▸ SUPPLIED ENTRIES:
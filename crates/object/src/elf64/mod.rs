//! Elf64 support.

use std::{fmt, io, num::NonZeroU64};

use nom::Err::Error;

use crate::{combinators::*, Input, Number, Read, Result, Write};

mod data;
mod file;
mod relocation;
mod section;
mod symbol;

pub use data::*;
pub use file::*;
pub use relocation::*;
pub use section::*;
pub use symbol::*;

/// An address within the file.
#[repr(transparent)]
#[derive(Copy, Clone, PartialEq, Eq)]
pub struct Address(pub u64);

impl Read<u64> for Address {
    fn read<'a, N, E>(input: Input<'a>) -> Result<'a, Self, E>
    where
        N: Number,
        E: ParseError<Input<'a>>,
    {
        let (input, address) = N::read_u64(input)?;

        Ok((input, Address(address)))
    }
}

impl Read<u32> for Address {
    fn read<'a, N, E>(input: Input<'a>) -> Result<'a, Self, E>
    where
        N: Number,
        E: ParseError<Input<'a>>,
    {
        let (input, address) = N::read_u32(input)?;

        Ok((input, Address(address.into())))
    }
}

impl Read<u64> for Option<Address> {
    fn read<'a, N, E>(input: Input<'a>) -> Result<'a, Self, E>
    where
        N: Number,
        E: ParseError<Input<'a>>,
    {
        let (input, address) = <Address as Read<u64>>::read::<N, E>(input)?;

        Ok((input, if address.0 == 0 { None } else { Some(address) }))
    }
}

impl Write<u64> for Address {
    fn write<N, B>(&self, buffer: &mut B) -> io::Result<()>
    where
        N: Number,
        B: io::Write,
    {
        buffer.write_all(&N::write_u64(self.0))
    }
}

impl Write<u32> for Address {
    fn write<N, B>(&self, buffer: &mut B) -> io::Result<()>
    where
        N: Number,
        B: io::Write,
    {
        let address = self.0.try_into().map_err(|_| {
            io::Error::new(io::ErrorKind::InvalidInput, "address does not fit in `u32`")
        })?;

        buffer.write_all(&N::write_u32(address))
    }
}

impl Write<u64> for Option<Address> {
    fn write<N, B>(&self, buffer: &mut B) -> io::Result<()>
    where
        N: Number,
        B: io::Write,
    {
        match self {
            Some(address) => <Address as Write<u64>>::write::<N, _>(address, buffer),
            None => buffer.write_all(&N::write_u64(0)),
        }
    }
}

impl fmt::Debug for Address {
    fn fmt(&self, formatter: &mut fmt::Formatter) -> fmt::Result {
        write!(formatter, "0x{:08x}", self.0)
    }
}

impl fmt::Display for Address {
    fn fmt(&self, formatter: &mut fmt::Formatter) -> fmt::Result {
        fmt::Debug::fmt(self, formatter)
    }
}

impl From<Address> for usize {
    fn from(value: Address) -> Self {
        // Addresses within a relocatable object are file offsets; they fit.
        value.0 as usize
    }
}

impl From<Address> for u64 {
    fn from(value: Address) -> Self {
        value.0
    }
}

impl From<u32> for Address {
    fn from(value: u32) -> Self {
        Self(value.into())
    }
}

/// An alignment value.
///
/// It's guaranteed to be a power of two, encoded in a `u64`. `None` stands
/// for the on-disk 0, i.e. no alignment constraint.
#[derive(Debug, Clone, Copy, PartialEq, Eq)]
#[repr(transparent)]
pub struct Alignment(pub Option<NonZeroU64>);

impl Alignment {
    /// The raw on-disk value.
    pub fn value(&self) -> u64 {
        self.0.map_or(0, NonZeroU64::get)
    }
}

impl Read for Alignment {
    fn read<'a, N, E>(input: Input<'a>) -> Result<'a, Self, E>
    where
        N: Number,
        E: ParseError<Input<'a>>,
    {
        let (next_input, alignment) = N::read_u64(input)?;

        let alignment = match NonZeroU64::new(alignment) {
            Some(alignment) if !alignment.is_power_of_two() => {
                return Err(Error(E::from_error_kind(input, ErrorKind::Digit)))
            }
            alignment => alignment,
        };

        Ok((next_input, Self(alignment)))
    }
}

impl Write for Alignment {
    fn write<N, B>(&self, buffer: &mut B) -> io::Result<()>
    where
        N: Number,
        B: io::Write,
    {
        buffer.write_all(&N::write_u64(self.value()))
    }
}

#[cfg(test)]
mod tests {
    use super::*;

    #[test]
    fn test_address() {
        // From u64.
        assert_read_write!(
            Address: Read<u64> + Write<u64> {
                bytes_value(auto_endian) = 42u64,
                rust_value = Address(42),
            }
        );

        // From u32.
        assert_read_write!(
            Address: Read<u32> + Write<u32> {
                bytes_value(auto_endian) = 42u32,
                rust_value = Address(42),
            }
        );

        // As option: Some.
        assert_read_write!(
            Option<Address>: Read<u64> + Write<u64> {
                bytes_value(auto_endian) = 42u64,
                rust_value = Some(Address(42)),
            }
        );

        // As option: None.
        assert_read_write!(
            Option<Address>: Read<u64> + Write<u64> {
                bytes_value(auto_endian) = 0u64,
                rust_value = None,
            }
        );
    }

    #[test]
    fn test_alignment() {
        // No alignment.
        assert_read_write!(
            Alignment: Read<()> + Write<()> {
                bytes_value(auto_endian) = 0u64,
                rust_value = Alignment(None),
            }
        );

        // Some value alignment.
        assert_read_write!(
            Alignment: Read<()> + Write<()> {
                bytes_value(auto_endian) = 512u64,
                rust_value = Alignment(NonZeroU64::new(512)),
            }
        );

        // Some invalid (because not a power of two) alignment.
        assert_eq!(
            Alignment::read::<crate::BigEndian, ()>(&513u64.to_be_bytes()),
            Err(nom::Err::Error(())),
        );
    }
}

▸ GOAL OF THE EXERCISE: Type the records out again. Match them exactly.

▸ TASK ANSWER:
filename crates/object/src/elf64/mod.rs
//! Elf64 support.

use std::{fmt, io, num::NonZeroU64};

use nom::Err::Error;

use crate::{combinators::*, Input, Number, Read, Result, Write};

mod data;
mod file;
mod relocation;
mod section;
mod symbol;

pub use data::*;
pub use file::*;
pub use relocation::*;
pub use section::*;
pub use symbol::*;

/// An address within the file.
#[repr(transparent)]
#[derive(Copy, Clone, PartialEq, Eq)]
pub struct Address(pub u64);

impl Read<u64> for Address {
    fn read<'a, N, E>(input: Input<'a>) -> Result<'a, Self, E>
    where
        N: Number,
        E: ParseError<Input<'a>>,
    {
        let (input, address) = N::read_u64(input)?;

        Ok((input, Address(address)))
    }
}

impl Read<u32> for Address {
    fn read<'a, N, E>(input: Input<'a>) -> Result<'a, Self, E>
    where
        N: Number,
        E: ParseError<Input<'a>>,
    {
        let (input, address) = N::read_u32(input)?;

        Ok((input, Address(address.into())))
    }
}

impl Read<u64> for Option<Address> {
    fn read<'a, N, E>(input: Input<'a>) -> Result<'a, Self, E>
    where
        N: Number,
        E: ParseError<Input<'a>>,
    {
        let (input, address) = <Address as Read<u64>>::read::<N, E>(input)?;

        Ok((input, if address.0 == 0 { None } else { Some(address) }))
    }
}

impl Write<u64> for Address {
    fn write<N, B>(&self, buffer: &mut B) -> io::Result<()>
    where
        N: Number,
        B: io::Write,
    {
        buffer.write_all(&N::write_u64(self.0))
    }
}

impl Write<u32> for Address {
    fn write<N, B>(&self, buffer: &mut B) -> io::Result<()>
    where
        N: Number,
        B: io::Write,
    {
        let address = self.0.try_into().map_err(|_| {
            io::Error::new(io::ErrorKind::InvalidInput, "address does not fit in `u32`")
        })?;

        buffer.write_all(&N::write_u32(address))
    }
}

impl Write<u64> for Option<Address> {
    fn write<N, B>(&self, buffer: &mut B) -> io::Result<()>
    where
        N: Number,
        B: io::Write,
    {
        match self {
            Some(address) => <Address as Write<u64>>::write::<N, _>(address, buffer),
            None => buffer.write_all(&N::write_u64(0)),
        }
    }
}

impl fmt::Debug for Address {
    fn fmt(&self, formatter: &mut fmt::Formatter) -> fmt::Result {
        write!(formatter, "0x{:08x}", self.0)
    }
}

impl fmt::Display for Address {
    fn fmt(&self, formatter: &mut fmt::Formatter) -> fmt::Result {
        fmt::Debug::fmt(self, formatter)
    }
}

impl From<Address> for usize {
    fn from(value: Address) -> Self {
        // Addresses within a relocatable object are file offsets; they fit.
        value.0 as usize
    }
}

impl From<Address> for u64 {
    fn from(value: Address) -> Self {
        value.0
    }
}

impl From<u32> for Address {
    fn from(value: u32) -> Self {
        Self(value.into())
    }
}

/// An alignment value.
///
/// It's guaranteed to be a power of two, encoded in a `u64`. `None` stands
/// for the on-disk 0, i.e. no alignment constraint.
#[derive(Debug, Clone, Copy, PartialEq, Eq)]
#[repr(transparent)]
pub struct Alignment(pub Option<NonZeroU64>);

impl Alignment {
    /// The raw on-disk value.
    pub fn value(&self) -> u64 {
        self.0.map_or(0, NonZeroU64::get)
    }
}

impl Read for Alignment {
    fn read<'a, N, E>(input: Input<'a>) -> Result<'a, Self, E>
    where
        N: Number,
        E: ParseError<Input<'a>>,
    {
        let (next_input, alignment) = N::read_u64(input)?;

        let alignment = match NonZeroU64::new(alignment) {
            Some(alignment) if !alignment.is_power_of_two() => {
                return Err(Error(E::from_error_kind(input, ErrorKind::Digit)))
            }
            alignment => alignment,
        };

        Ok((next_input, Self(alignment)))
    }
}

impl Write for Alignment {
    fn write<N, B>(&self, buffer: &mut B) -> io::Result<()>
    where
        N: Number,
        B: io::Write,
    {
        buffer.write_all(&N::write_u64(self.value()))
    }
}

#[cfg(test)]
mod tests {
    use super::*;

    #[test]
    fn test_address() {
        // From u64.
        assert_read_write!(
            Address: Read<u64> + Write<u64> {
                bytes_value(auto_endian) = 42u64,
                rust_value = Address(42),
            }
        );

        // From u32.
        assert_read_write!(
            Address: Read<u32> + Write<u32> {
                bytes_value(auto_endian) = 42u32,
                rust_value = Address(42),
            }
        );

        // As option: Some.
        assert_read_write!(
            Option<Address>: Read<u64> + Write<u64> {
                bytes_value(auto_endian) = 42u64,
                rust_value = Some(Address(42)),
            }
        );

        // As option: None.
        assert_read_write!(
            Option<Address>: Read<u64> + Write<u64> {
                bytes_value(auto_endian) = 0u64,
                rust_value = None,
            }
        );
    }

    #[test]
    fn test_alignment() {
        // No alignment.
        assert_read_write!(
            Alignment: Read<()> + Write<()> {
                bytes_value(auto_endian) = 0u64,
                rust_value = Alignment(None),
            }
        );

        // Some value alignment.
        assert_read_write!(
            Alignment: Read<()> + Write<()> {
                bytes_value(auto_endian) = 512u64,
                rust_value = Alignment(NonZeroU64::new(512)),
            }
        );

        // Some invalid (because not a power of two) alignment.
        assert_eq!(
            Alignment::read::<crate::BigEndian, ()>(&513u64.to_be_bytes()),
            Err(nom::Err::Error(())),
        );
    }
}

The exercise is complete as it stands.